Shawn Curtis, The Tribune-Democrat, Johnstown, Pa.
·1 min read

Mar. 2—The Pennsylvania Department of Transportation (PennDOT) has committed $452.7 million in liquid fuels payments to help certified municipalities maintain their roads and bridges.

This year's allocation is approximately 7% less than last year's, due to reduced gas tax revenues as a result of COVID-19.

"We have the fifth-largest state-maintained road system in the country, and there are even more locally owned roads and bridges," PennDOT Secretary Yassmin Gramian said in a release issued on Monday.

"These critical investments help keep our communities safe and connected."

According to PennDOT, Act 89 of 2013 made more funding available for locally owned roadways.
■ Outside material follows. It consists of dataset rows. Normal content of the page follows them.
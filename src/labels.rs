//! Pixel index lookups for labeled regions.
//!
//! A labeled array tags each pixel with `0` (background) or a positive region
//! id. These helpers gather, per id, the pixels belonging to that region.

use std::collections::BTreeMap;

use ndarray::ArrayView2;

use crate::error::{Error, Result};

/// Integer id of a labeled region. `0` is background.
pub type Label = i32;

/// Per-label maps of pixel count, row indices and column indices.
pub type LabelIndices = (
    BTreeMap<Label, usize>,
    BTreeMap<Label, Vec<usize>>,
    BTreeMap<Label, Vec<usize>>,
);

/// Geometric properties of one labeled region.
#[derive(Debug, Clone, PartialEq, Eq)]
pub struct RegionProperties {
    label: Label,
    /// `[row, col]` pairs in row-major order
    coords: Vec<[usize; 2]>,
}

impl RegionProperties {
    pub fn label(&self) -> Label {
        self.label
    }

    /// Member pixels as `[row, col]` pairs, in row-major order.
    pub fn coords(&self) -> &[[usize; 2]] {
        &self.coords
    }

    /// Number of member pixels.
    pub fn area(&self) -> usize {
        self.coords.len()
    }
}

/// Collect the region properties of every positive label, keyed by label id.
///
/// An array without positive labels gives an empty map.
pub fn label_props_in_dict(labels: ArrayView2<'_, Label>) -> BTreeMap<Label, RegionProperties> {
    let mut regions: BTreeMap<Label, RegionProperties> = BTreeMap::new();
    for ((row, col), &label) in labels.indexed_iter() {
        if label <= 0 {
            continue;
        }
        regions
            .entry(label)
            .or_insert_with(|| RegionProperties {
                label,
                coords: Vec::new(),
            })
            .coords
            .push([row, col]);
    }
    regions
}

/// Split region properties into pixel counts, row indices and column indices.
///
/// # Errors
/// Returns [`Error::EmptyRegion`] if `regions` is empty.
pub fn indices_of_labels_from_reg_prop_dict(
    regions: &BTreeMap<Label, RegionProperties>,
) -> Result<LabelIndices> {
    if regions.is_empty() {
        return Err(Error::EmptyRegion);
    }

    let mut counts = BTreeMap::new();
    let mut row_indices = BTreeMap::new();
    let mut col_indices = BTreeMap::new();

    for region in regions.values() {
        let (rows, cols): (Vec<usize>, Vec<usize>) =
            region.coords.iter().map(|&[r, c]| (r, c)).unzip();
        counts.insert(region.label, rows.len());
        row_indices.insert(region.label, rows);
        col_indices.insert(region.label, cols);
    }

    Ok((counts, row_indices, col_indices))
}

#[cfg(test)]
mod tests {
    use super::*;
    use ndarray::{Array2, array};
    use std::collections::BTreeSet;

    #[test]
    fn test_counts_match_label_occurrences() {
        let labels = array![
            [0, 1, 1, 0, 0],
            [0, 1, 0, 0, 4],
            [2, 0, 0, 4, 4],
            [2, 2, 0, 0, 0],
        ];
        let regions = label_props_in_dict(labels.view());
        assert_eq!(regions.keys().copied().collect::<Vec<_>>(), vec![1, 2, 4]);

        let (counts, rows, cols) = indices_of_labels_from_reg_prop_dict(&regions).unwrap();
        for (&label, &count) in &counts {
            let expected = labels.iter().filter(|&&v| v == label).count();
            assert_eq!(count, expected, "count for label {}", label);
            assert_eq!(rows[&label].len(), count);
            assert_eq!(cols[&label].len(), count);
        }

        let recovered: BTreeSet<(usize, usize)> = counts
            .keys()
            .flat_map(|l| rows[l].iter().copied().zip(cols[l].iter().copied()))
            .collect();
        let expected: BTreeSet<(usize, usize)> = labels
            .indexed_iter()
            .filter(|&(_, &v)| v > 0)
            .map(|(idx, _)| idx)
            .collect();
        assert_eq!(recovered, expected);
    }

    #[test]
    fn test_row_major_order() {
        let labels = array![[0, 3], [3, 3]];
        let regions = label_props_in_dict(labels.view());
        assert_eq!(regions[&3].coords(), &[[0, 1], [1, 0], [1, 1]]);
        assert_eq!(regions[&3].area(), 3);

        let (_, rows, cols) = indices_of_labels_from_reg_prop_dict(&regions).unwrap();
        assert_eq!(rows[&3], vec![0, 1, 1]);
        assert_eq!(cols[&3], vec![1, 0, 1]);
    }

    #[test]
    fn test_transposed_view_uses_logical_order() {
        let labels = array![[1, 0], [1, 2]];
        let transposed = labels.t();
        let regions = label_props_in_dict(transposed);
        assert_eq!(regions[&1].coords(), &[[0, 0], [0, 1]]);
        assert_eq!(regions[&2].coords(), &[[1, 1]]);
    }

    #[test]
    fn test_empty_labels() {
        let labels = Array2::<Label>::zeros((3, 3));
        let regions = label_props_in_dict(labels.view());
        assert!(regions.is_empty());
        assert!(matches!(
            indices_of_labels_from_reg_prop_dict(&regions),
            Err(Error::EmptyRegion)
        ));
    }
}
//! Gridded fields, their coordinates and time decoding.
//!
//! This module provides:
//! - `Cube`: n-dimensional data with named coordinates and an optional mask
//! - `Coord`: a named coordinate spanning any subset of a cube's axes
//! - `TimeUnits` / `Timestamp`: decoding of numeric time coordinates

mod coord;
mod field;
mod time;

pub use coord::Coord;
pub use field::Cube;
pub use time::{TimeUnits, Timestamp};

/// Name of the time coordinate.
pub const TIME_COORD: &str = "time";

/// Default name of the vertical coordinate of model-level data.
pub const DEFAULT_VERTICAL_COORD: &str = "model_level_number";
Before the law, municipalities received $320.8 million in liquid fuels payments.

To be eligible for liquid fuels, a roadway must be formally adopted as a public street by the municipality, meet certain dimension requirements, and be able to safely accommodate vehicles driving at least 15 mph.

Annually, a municipality may use 20% of its net allocation for the purchase of major equipment.

According to a document posted online, certified municipalities in Cambria County will be allocated almost $5.6 million from the program while those in Somerset County are slated to take in just over $5 million.

Bedford County's certified municipalities will receive approximately $3.5 million in allocations from the program.

PennDOT's annual distributions assist with municipalities' highway and bridge-related expenses, such as snow removal and road repaving. There are 120,596 miles of public roads in Pennsylvania. There are 73,091 miles owned by municipalities and eligible for liquid fuels payments.

The formula for payments is based on a municipality's population and miles of locally owned roads.